Más allá de los debates políticos, lo cierto es que en los últimos 12 meses la guerrilla de las Farc se concentró, pidió perdón en varias ocasiones y entregó las armas y los mapas para llegar a sus caletas. Así que en parte, y más allá de lo duro de esta derrota inesperada por los del ‘Sí’, lo que consiguió el plebiscito fue ponerle un principio de realidad al fin del conflicto en Colombia: “Era iluso pensar –asegura Antequera– que esta discusión se acababa. El conflicto duró cincuenta años y no se iba a terminar con una votación. La discusión no se resuelve nunca porque esta es nuestra historia y la historia no se acaba , por ahora lo importante es lograr defender estos acuerdos”

La guerrilla

“Claro que me acuerdo, estábamos en el Yarí y se acaba de terminar nuestra décima conferencia”, dice Jorge Suárez, hijo del exlíder militar de las Farc, ‘Jorge Briceño’ o ‘Mono Jojoy’. Suárez hoy forma parte del equipo de comunicaciones del partido de la guerrilla y relata: ”el día después de la victoria del ‘No’, el ambiente se enrareció y muchos nos mirábamos como: ¿Y ahora qué? Había mucha angustia porque era un momento en el que cese al fuego no estaba tan avanzado”.

Para Suárez, las manifestaciones ciudadanas que los en los días posteriores al plebiscito, que salieron a  exigir que se respetaran los acuerdos de paz, fueron claves para mantener a la tropa guerrillera firme en el propósito de dejar las armas. Sin embargo, la derrota en el plebiscito dejó secuelas en el camino: “Creo que perdimos seguridad jurídica.El proceso no estaba concebido para ser sometido al Congreso y eso ha afectado la implementación. Igual hemos avanzado y hemos podido convencer a cada vez más gente de que el camino es la paz”, dice Suárez.
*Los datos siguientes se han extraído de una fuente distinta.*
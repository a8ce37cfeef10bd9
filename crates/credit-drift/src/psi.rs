use std::cmp::Ordering;

use credit_config::{BinningStrategy, DEFAULT_BINS, DEFAULT_SMOOTHING, DriftConfig};
use serde::{Deserialize, Serialize};

use crate::error::DriftError;

const OPERATION: &str = "stability_index";

#[derive(Debug, Clone, PartialEq, Serialize, Deserialize)]
pub struct BinOccupancy {
    pub lower: f64,
    pub upper: f64,
    pub count: u64,
    pub observed: f64,
    pub expected: f64,
}

#[derive(Debug, Clone, PartialEq, Serialize, Deserialize)]
pub struct StabilityIndex {
    pub value: f64,
    pub bins: Vec<BinOccupancy>,
}

/// Population stability index over binned probabilities:
/// `sum((a - e) * ln((a + eps) / (e + eps)))`.
#[derive(Debug, Clone, PartialEq)]
pub struct StabilityIndexCalculator {
    bins: usize,
    strategy: BinningStrategy,
    smoothing: f64,
    baseline: Option<Vec<f64>>,
}

#[derive(Debug, Clone, Copy, PartialEq)]
struct Bin {
    lower: f64,
    upper: f64,
    count: usize,
}

impl Default for StabilityIndexCalculator {
    fn default() -> Self {
        Self::new(DEFAULT_BINS, BinningStrategy::Deciles)
    }
}

impl StabilityIndexCalculator {
    pub fn new(bins: usize, strategy: BinningStrategy) -> Self {
        Self {
            bins,
            strategy,
            smoothing: DEFAULT_SMOOTHING,
            baseline: None,
        }
    }

    pub fn from_config(config: &DriftConfig) -> Self {
        let calculator = Self::new(config.bins, config.binning).with_smoothing(config.smoothing);
        match &config.baseline {
            Some(baseline) => calculator.with_baseline(baseline.clone()),
            None => calculator,
        }
    }

    pub fn with_smoothing(mut self, smoothing: f64) -> Self {
        self.smoothing = smoothing;
        self
    }

    /// Expected proportions per fixed decile bin, aligned by bin index. Ignored
    /// under quantile binning, whose cut-points move with every sample.
    pub fn with_baseline(mut self, baseline: Vec<f64>) -> Self {
        self.baseline = Some(baseline);
        self
    }

    pub fn compute(&self, values: &[f64]) -> Result<StabilityIndex, DriftError> {
        if values.is_empty() {
            return Err(DriftError::computation(
                OPERATION,
                "cannot bin an empty sample",
            ));
        }
        if values.iter().any(|value| !value.is_finite()) {
            return Err(DriftError::computation(
                OPERATION,
                "sample contains non-finite values",
            ));
        }
        if self.bins == 0 {
            return Err(DriftError::computation(
                OPERATION,
                "bin count must be at least 1",
            ));
        }

        let mut sorted = values.to_vec();
        sorted.sort_by(|left, right| left.partial_cmp(right).unwrap_or(Ordering::Equal));

        let bins = match self.strategy {
            BinningStrategy::Deciles => self.fixed_width_bins(sorted.as_slice()),
            BinningStrategy::Quantile => self.quantile_bins(sorted.as_slice()),
        };
        if bins.is_empty() {
            return Err(DriftError::computation(
                OPERATION,
                "binning produced no bins",
            ));
        }

        let expected = self.expected_proportions(bins.len());
        let total = sorted.len() as f64;
        let mut psi = 0.0f64;
        let mut occupancy = Vec::with_capacity(bins.len());
        for (bin, expected) in bins.iter().zip(expected) {
            let observed = bin.count as f64 / total;
            psi += (observed - expected)
                * ((observed + self.smoothing) / (expected + self.smoothing)).ln();
            occupancy.push(BinOccupancy {
                lower: bin.lower,
                upper: bin.upper,
                count: bin.count as u64,
                observed,
                expected,
            });
        }

        if !psi.is_finite() {
            return Err(DriftError::computation(
                OPERATION,
                format!("stability index is not finite ({psi})"),
            ));
        }
        // -0.0 reads as a sign flip in reports.
        let value = if psi == 0.0 { 0.0 } else { psi };

        Ok(StabilityIndex {
            value,
            bins: occupancy,
        })
    }

    fn expected_proportions(&self, produced: usize) -> Vec<f64> {
        if let Some(baseline) = &self.baseline {
            if self.strategy == BinningStrategy::Quantile {
                tracing::warn!(
                    "baseline is ignored under quantile binning, using a uniform reference"
                );
                return vec![1.0 / produced as f64; produced];
            }
            if produced == self.bins && baseline.len() == produced {
                return baseline.clone();
            }
            tracing::warn!(
                baseline_bins = baseline.len(),
                produced_bins = produced,
                "baseline does not align with the produced bins, using a uniform reference"
            );
        }
        vec![1.0 / produced as f64; produced]
    }

    /// Equal-width cut-points over [0, 1]. A sample of one repeated value is a
    /// single bin, so it scores zero.
    fn fixed_width_bins(&self, sorted: &[f64]) -> Vec<Bin> {
        let (lowest, highest) = (sorted[0], sorted[sorted.len() - 1]);
        if lowest == highest {
            return vec![Bin {
                lower: lowest,
                upper: highest,
                count: sorted.len(),
            }];
        }

        let width = 1.0 / self.bins as f64;
        let mut bins = (0..self.bins)
            .map(|index| Bin {
                lower: index as f64 * width,
                upper: (index + 1) as f64 * width,
                count: 0,
            })
            .collect::<Vec<_>>();
        let last = self.bins - 1;
        for value in sorted {
            let index = (value * self.bins as f64).floor();
            let index = if index <= 0.0 {
                0
            } else {
                (index as usize).min(last)
            };
            bins[index].count += 1;
        }
        bins
    }

    /// Rank-based quantile cut-points taken from the sample itself; duplicate
    /// cut-points are dropped, so heavy ties yield fewer bins.
    fn quantile_bins(&self, sorted: &[f64]) -> Vec<Bin> {
        let mut edges = (0..=self.bins)
            .map(|step| quantile(sorted, step as f64 / self.bins as f64))
            .collect::<Vec<_>>();
        edges.dedup();

        if edges.len() < 2 {
            return vec![Bin {
                lower: sorted[0],
                upper: sorted[sorted.len() - 1],
                count: sorted.len(),
            }];
        }

        let mut bins = edges
            .windows(2)
            .map(|pair| Bin {
                lower: pair[0],
                upper: pair[1],
                count: 0,
            })
            .collect::<Vec<_>>();
        let last = bins.len() - 1;
        let upper_edges = &edges[1..];
        for value in sorted {
            // Right-closed intervals; the minimum lands in the first bin.
            let index = upper_edges.partition_point(|edge| edge < value).min(last);
            bins[index].count += 1;
        }
        bins
    }
}

fn quantile(sorted: &[f64], fraction: f64) -> f64 {
    let position = (sorted.len() - 1) as f64 * fraction.clamp(0.0, 1.0);
    let lower = position.floor() as usize;
    let upper = position.ceil() as usize;
    let weight = position - lower as f64;
    sorted[lower] + (sorted[upper] - sorted[lower]) * weight
}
Por uno o varios errores de cálculo, o porque quienes rechazaban los acuerdos lograron persuadir mejor a la gente, el plebiscito no pudo ser el punto y aparte que prometía para confrontación en el país. Un año después los colombianos seguimos en la misma discusión sobre la legitimidad de lo acordado y guardando los mismos duelos: los del ‘Sí’ que perdieron y los del ‘No’, que se quejan de que su victoria no fue respetada. El 2 de octubre de 2016, más allá de no tener a nadie contento, ha servido al menos para dejarnos bien claro lo difícil que es la tarea de acabar una guerra.